##### Exercise data

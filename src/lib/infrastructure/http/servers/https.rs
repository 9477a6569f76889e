//! HTTPS application server

use std::net::{SocketAddr, TcpListener};

use anyhow::{Context, Result};
use axum::{async_trait, Router};
use axum_server::{tls_rustls::RustlsConfig, Handle};
use tracing::{debug, info};

use crate::infrastructure::http::{shutdown_signal, Server};

/// The application's HTTPS server
#[derive(Debug)]
pub struct HttpsServer {
    router: Router,
    listener: TcpListener,
    tls_config: RustlsConfig,
}

impl HttpsServer {
    /// Returns a new HTTPS server serving `router` on `address`.
    ///
    /// The port is bound before the certificate is loaded, so a busy port
    /// fails here rather than once the server is running.
    pub async fn new(
        address: SocketAddr,
        cert_path: &str,
        key_path: &str,
        router: Router,
    ) -> Result<Self> {
        let listener = TcpListener::bind(address)
            .with_context(|| format!("failed to listen on {address}"))?;

        listener
            .set_nonblocking(true)
            .context("failed to configure listener")?;

        let tls_config = RustlsConfig::from_pem_file(cert_path, key_path)
            .await
            .context("failed to load TLS config")?;

        Ok(Self {
            router,
            listener,
            tls_config,
        })
    }
}

#[async_trait]
impl Server for HttpsServer {
    #[mutants::skip]
    async fn run(self) -> Result<()> {
        debug!(
            "HTTPS Server listening on {}",
            self.listener
                .local_addr()
                .context("failed to get local address")?
        );

        let handle = Handle::new();

        let server = axum_server::from_tcp_rustls(self.listener, self.tls_config)
            .handle(handle.clone())
            .serve(self.router.into_make_service());

        tokio::select! {
            result = server => result.context("server error")?,
            _ = shutdown_signal(Some(handle)) => {
                info!("Shutting down HTTPS server");
            }
        }

        Ok(())
    }
}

##########

#### About this task:
Reply with the number of lines in the preceding entries that contain "info", and no other words.

#### Response:
2